H4K12 lactylation-regulated NLRP3 is involved in cigarette smoke-accelerated Alzheimer-like pathology through mTOR-regulated autophagy and activation of microglia.

Cigarette smoke (CS), an indoor environmental pollution, is an environmental risk factor for diverse neurological disorders. However, the neurotoxicological effects and mechanisms of CS on Alzheimer's disease (AD) progression remain unclear. We found that CS accelerated the progression of AD, including increasing β-amyloid (Aβ) plaque deposition and exacerbating cognitive decline. Mechanistically, CS exposure increased the levels of NOD-like receptor protein 3 (NLRP3), which impaired autophagic flux in microglia by activating the mammalian target of rapamycin (mTOR) signal.
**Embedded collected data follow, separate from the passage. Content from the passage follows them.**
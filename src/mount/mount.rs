use crate::error::{TaskError, TaskResult};
use nix::mount::{umount2, MntFlags, MsFlags};
use std::ffi::CStr;
use std::ffi::CString;
use std::path::{Path, PathBuf};

pub fn mount<S1, S2, S3, S4>(
    source: Option<S1>,
    target: S2,
    fstype: Option<S3>,
    flags: MsFlags,
    data: Option<S4>,
) -> TaskResult<()>
where
    S1: AsRef<std::ffi::OsStr>,
    S2: AsRef<std::ffi::OsStr>,
    S3: AsRef<std::ffi::OsStr>,
    S4: AsRef<std::ffi::OsStr>,
{
    let cstr = |s: &std::ffi::OsStr| {
        CString::new(s.to_string_lossy().as_bytes())
            .map_err(|_| TaskError::invalid(format!("mount argument contains NUL: {:?}", s)))
    };

    let source_cstr = match &source {
        Some(source) => cstr(source.as_ref())?,
        None => CString::default(),
    };
    let target_cstr = cstr(target.as_ref())?;
    let fstype_cstr = match &fstype {
        Some(fstype) => cstr(fstype.as_ref())?,
        None => CString::default(),
    };
    let data_cstr = match &data {
        Some(data) => cstr(data.as_ref())?,
        None => CString::default(),
    };

    let source = source.map(|_| source_cstr.as_c_str());
    let fstype = fstype.map(|_| fstype_cstr.as_c_str());
    let data = data.map(|_| data_cstr.as_c_str());

    nix::mount::mount::<CStr, CStr, CStr, CStr>(
        source,
        target_cstr.as_c_str(),
        fstype,
        flags,
        data,
    )
    .map_err(|e| {
        TaskError::os(
            e,
            format!(
                "mount({} -> {}, type={}, flags={:#x}, data={})",
                source_cstr.to_string_lossy(),
                target_cstr.to_string_lossy(),
                fstype_cstr.to_string_lossy(),
                flags.bits(),
                data_cstr.to_string_lossy(),
            ),
        )
    })
}

/// Mount onto a directory, creating the mount point first if needed.
pub fn mount_dir<S1, S3, S4>(
    source: Option<S1>,
    target: &Path,
    fstype: Option<S3>,
    flags: MsFlags,
    data: Option<S4>,
) -> TaskResult<()>
where
    S1: AsRef<std::ffi::OsStr>,
    S3: AsRef<std::ffi::OsStr>,
    S4: AsRef<std::ffi::OsStr>,
{
    if !target.exists() {
        std::fs::create_dir_all(target).map_err(|e| {
            TaskError::os(
                nix::errno::Errno::from_raw(e.raw_os_error().unwrap_or(0)),
                format!("mkdir({})", target.display()),
            )
        })?;
    }

    mount(source, target, fstype, flags, data)
}

const NONE: Option<&str> = None;

/// Bind a directory over `target`, read-only when asked. The target
/// directory is created if missing.
pub fn bind_dir(source: &Path, target: &Path, rdonly: bool) -> TaskResult<()> {
    mount_dir(Some(source), target, NONE, MsFlags::MS_BIND, NONE)?;
    if rdonly {
        remount(
            target,
            MsFlags::MS_REMOUNT | MsFlags::MS_BIND | MsFlags::MS_RDONLY,
        )?;
    }
    Ok(())
}

/// Bind a single file over `target`, creating an empty carrier file (and
/// its parents) if missing.
pub fn bind_file(source: &Path, target: &Path, rdonly: bool) -> TaskResult<()> {
    if !target.exists() {
        if let Some(parent) = target.parent() {
            std::fs::create_dir_all(parent).map_err(|e| {
                TaskError::os(
                    nix::errno::Errno::from_raw(e.raw_os_error().unwrap_or(0)),
                    format!("mkdir({})", parent.display()),
                )
            })?;
        }
        std::fs::File::create(target).map_err(|e| {
            TaskError::os(
                nix::errno::Errno::from_raw(e.raw_os_error().unwrap_or(0)),
                format!("touch({})", target.display()),
            )
        })?;
    }

    mount(Some(source), target, NONE, MsFlags::MS_BIND, NONE)?;
    if rdonly {
        remount(
            target,
            MsFlags::MS_REMOUNT | MsFlags::MS_BIND | MsFlags::MS_RDONLY,
        )?;
    }
    Ok(())
}

pub fn remount(target: &Path, flags: MsFlags) -> TaskResult<()> {
    mount(Some("none"), target, NONE, flags, NONE)
}

/// Lazily detach the mount at `target`.
pub fn detach(target: &Path) -> TaskResult<()> {
    umount2(target, MntFlags::MNT_DETACH)
        .map_err(|e| TaskError::os(e, format!("umount2({}, MNT_DETACH)", target.display())))
}

/* Mount points below base, deepest first, read from /proc/mounts. */
pub fn snapshot(base: &Path) -> TaskResult<Vec<PathBuf>> {
    let mut mounts = Vec::new();

    let system_mounts = unsafe { libc::setmntent(c"/proc/mounts".as_ptr(), c"r".as_ptr()) };
    if system_mounts.is_null() {
        return Err(TaskError::os(
            nix::errno::Errno::last(),
            "setmntent(/proc/mounts)",
        ));
    }

    loop {
        let mnt = unsafe { libc::getmntent(system_mounts) };
        if mnt.is_null() {
            break;
        }

        let mnt_dir =
            PathBuf::from(unsafe { CStr::from_ptr((*mnt).mnt_dir).to_string_lossy() }.as_ref());

        if mnt_dir.starts_with(base) {
            mounts.push(mnt_dir);
        }
    }

    unsafe { libc::endmntent(system_mounts) };

    mounts.sort_by(|a, b| b.cmp(a));

    Ok(mounts)
}

#[cfg(test)]
mod tests {
    use super::*;

    #[test]
    fn test_snapshot_root_contains_proc() {
        let mounts = snapshot(Path::new("/")).expect("snapshot");
        assert!(mounts.iter().any(|m| m == Path::new("/proc")));
    }

    #[test]
    fn test_snapshot_is_deepest_first() {
        let mounts = snapshot(Path::new("/")).expect("snapshot");
        let mut sorted = mounts.clone();
        sorted.sort_by(|a, b| b.cmp(a));
        assert_eq!(mounts, sorted);
    }

    #[test]
    fn test_mount_failure_carries_errno() {
        /* Unprivileged, this must fail with a structured error rather
         * than panic. */
        let err = mount(
            Some("tmpfs"),
            "/definitely/not/a/mountpoint",
            Some("tmpfs"),
            MsFlags::empty(),
            NONE,
        )
        .expect_err("must fail");
        assert_ne!(err.errno, 0);
    }
}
Metabolomics analysis revealed an upregulation of lactate levels and an increase in global protein lysine lactylation in the brain tissue of CS-exposed AD-transgenic mice. Immunoprecipitation-Mass Spectrometry and chromatin immunoprecipitation assays demonstrated that CS elevates H4K12 lactylation (H4K12la) levels, which accumulate at the promoter region of NLRP3, leading to the activation of its transcription. Via inhibiting lactate or NLRP3 activation, oxamate and MCC950 alleviates these CS-induced effects. Therefore, our data suggest that the CS-induced increase in lactate levels triggers NLRP3 transcriptional activation through H4K12la, which subsequently leads to mTOR-mediated autophagy dysfunction in microglia, promoting microglial activation and resulting in Aβ plaque accumulation in AD-transgenic mice. This provides a new mechanism and potential therapeutic target for AD associated with environmental factors.